Kim Jong-un and Donald Trump at the first US-North Korea summit, in Singapore. Photo: AFP

As host, Vietnam would satisfy several important criteria. It is near to North Korea and within flying range of Kim's Soviet-era private plane. Equally important is its neutral stance on North Korea's nuclear programme.

Vietnam is also one of the few countries in the world to maintain good relations with both the US and North Korea " respectively, the world's leading free democracy and its most repressive communist regime.
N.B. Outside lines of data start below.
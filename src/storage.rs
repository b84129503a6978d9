use flate2::Compression;
use flate2::read::GzDecoder;
use flate2::write::GzEncoder;
use std::collections::HashMap;
use std::fs::{self, File};
use std::io::{BufReader, BufWriter, Read, Write};
use std::path::{Path, PathBuf};
use std::sync::{Arc, Mutex};
use thiserror::Error;

use crate::schema::StorageScope;

#[derive(Debug, Error)]
pub enum StorageError {
    #[error("storage I/O error: {0}")]
    Io(#[from] std::io::Error),
    #[error("invalid storage key '{0}'")]
    InvalidKey(String),
}

/// String key/value store standing in for browser storage. Values are the
/// JSON documents the synchronizer writes.
pub trait LocalStore: Send + Sync {
    fn get(&self, key: &str) -> Result<Option<String>, StorageError>;
    fn set(&self, key: &str, value: &str) -> Result<(), StorageError>;
    fn remove(&self, key: &str) -> Result<(), StorageError>;
    fn scope(&self) -> StorageScope;
}

/// Session tier: gone when the process exits.
#[derive(Debug, Default)]
pub struct MemoryStore {
    entries: Mutex<HashMap<String, String>>,
}

impl MemoryStore {
    pub fn new() -> Self {
        Self::default()
    }

    pub fn len(&self) -> usize {
        self.lock().len()
    }

    pub fn is_empty(&self) -> bool {
        self.lock().is_empty()
    }

    fn lock(&self) -> std::sync::MutexGuard<'_, HashMap<String, String>> {
        self.entries.lock().unwrap_or_else(|poisoned| poisoned.into_inner())
    }
}

impl LocalStore for MemoryStore {
    fn get(&self, key: &str) -> Result<Option<String>, StorageError> {
        Ok(self.lock().get(key).cloned())
    }

    fn set(&self, key: &str, value: &str) -> Result<(), StorageError> {
        self.lock().insert(key.to_string(), value.to_string());
        Ok(())
    }

    fn remove(&self, key: &str) -> Result<(), StorageError> {
        self.lock().remove(key);
        Ok(())
    }

    fn scope(&self) -> StorageScope {
        StorageScope::Session
    }
}

/// Persistent tier: one gzip-compressed file per key under `dir`.
#[derive(Debug, Clone)]
pub struct FileStore {
    dir: PathBuf,
}

impl FileStore {
    pub fn open(dir: impl Into<PathBuf>) -> Result<Self, StorageError> {
        let dir = dir.into();
        fs::create_dir_all(&dir)?;
        Ok(FileStore { dir })
    }

    pub fn dir(&self) -> &Path {
        &self.dir
    }

    fn path_for(&self, key: &str) -> Result<PathBuf, StorageError> {
        let valid = !key.is_empty()
            && key
                .chars()
                .all(|c| c.is_ascii_alphanumeric() || c == '_' || c == '-');
        if !valid {
            return Err(StorageError::InvalidKey(key.to_string()));
        }
        Ok(self.dir.join(format!("{}.json.gz", key)))
    }
}

impl LocalStore for FileStore {
    fn get(&self, key: &str) -> Result<Option<String>, StorageError> {
        let path = self.path_for(key)?;
        let file = match File::open(&path) {
            Ok(file) => file,
            Err(e) if e.kind() == std::io::ErrorKind::NotFound => return Ok(None),
            Err(e) => return Err(e.into()),
        };
        let mut reader = BufReader::new(GzDecoder::new(file));
        let mut contents = String::new();
        reader.read_to_string(&mut contents)?;
        Ok(Some(contents))
    }

    fn set(&self, key: &str, value: &str) -> Result<(), StorageError> {
        let path = self.path_for(key)?;
        let tmp = path.with_extension("gz.tmp");
        {
            let file = File::create(&tmp)?;
            let encoder = GzEncoder::new(file, Compression::default());
            let mut writer = BufWriter::new(encoder);
            writer.write_all(value.as_bytes())?;
            let encoder = writer.into_inner().map_err(|e| e.into_error())?;
            encoder.finish()?;
        }
        fs::rename(&tmp, &path)?;
        Ok(())
    }

    fn remove(&self, key: &str) -> Result<(), StorageError> {
        let path = self.path_for(key)?;
        match fs::remove_file(path) {
            Ok(()) => Ok(()),
            Err(e) if e.kind() == std::io::ErrorKind::NotFound => Ok(()),
            Err(e) => Err(e.into()),
        }
    }

    fn scope(&self) -> StorageScope {
        StorageScope::Persistent
    }
}

/// Both local tiers, so a page can be pointed at either by its scope flag.
#[derive(Clone)]
pub struct LocalTiers {
    pub session: Arc<dyn LocalStore>,
    pub persistent: Arc<dyn LocalStore>,
}

impl LocalTiers {
    pub fn new(session: Arc<dyn LocalStore>, persistent: Arc<dyn LocalStore>) -> Self {
        LocalTiers {
            session,
            persistent,
        }
    }

    /// Session tier in memory, persistent tier on disk under `dir`.
    pub fn on_disk(dir: impl Into<PathBuf>) -> Result<Self, StorageError> {
        Ok(LocalTiers {
            session: Arc::new(MemoryStore::new()),
            persistent: Arc::new(FileStore::open(dir)?),
        })
    }

    pub fn in_memory() -> Self {
        LocalTiers {
            session: Arc::new(MemoryStore::new()),
            persistent: Arc::new(MemoryStore::new()),
        }
    }

    pub fn for_scope(&self, scope: StorageScope) -> &Arc<dyn LocalStore> {
        match scope {
            StorageScope::Session => &self.session,
            StorageScope::Persistent => &self.persistent,
        }
    }
}

#[cfg(test)]
mod tests {
    use super::*;

    #[test]
    fn file_store_round_trip() {
        let dir = tempfile::tempdir().unwrap();
        let store = FileStore::open(dir.path()).unwrap();

        assert_eq!(store.get("epbgData").unwrap(), None);
        store.set("epbgData", r#"[{"sno":"1"}]"#).unwrap();
        assert_eq!(store.get("epbgData").unwrap().as_deref(), Some(r#"[{"sno":"1"}]"#));

        store.set("epbgData", "[]").unwrap();
        assert_eq!(store.get("epbgData").unwrap().as_deref(), Some("[]"));

        store.remove("epbgData").unwrap();
        store.remove("epbgData").unwrap();
        assert_eq!(store.get("epbgData").unwrap(), None);
    }

    #[test]
    fn rejects_path_like_keys() {
        let dir = tempfile::tempdir().unwrap();
        let store = FileStore::open(dir.path()).unwrap();
        assert!(matches!(
            store.set("../escape", "x"),
            Err(StorageError::InvalidKey(_))
        ));
    }

    #[test]
    fn memory_store_is_session_scoped() {
        let store = MemoryStore::new();
        store.set("dashboardSessionData", "true").unwrap();
        assert_eq!(store.scope(), StorageScope::Session);
        assert_eq!(store.len(), 1);
    }
}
And, being one of the world's few surviving communist nations, Vietnam is a long-time ally of North Korea.

In 1950, four years before Vietnam won its independence from France, North Korea became one of the first nations to recognise the communist regime in Hanoi diplomatically. It also provided material aid and personnel to North Vietnam during its war with the US. More recently, Hanoi helped Pyongyang deal with a famine by supplying it with food, swapping rice for weapons.

Vietnam and the US, meanwhile, did not normalise relations until 1995, two decades after North Vietnam defeated the American-backed South Vietnamese regime to end the Vietnam war. However, their relations have warmed rapidly in recent years. In 2016, the US dropped an arms embargo on Vietnam and one year later a US Navy aircraft carrier visited the country for the first time since the end of the Vietnam war. The former foes also engage in increasing military and security cooperation, apparently in an effort to balance China's rising influence.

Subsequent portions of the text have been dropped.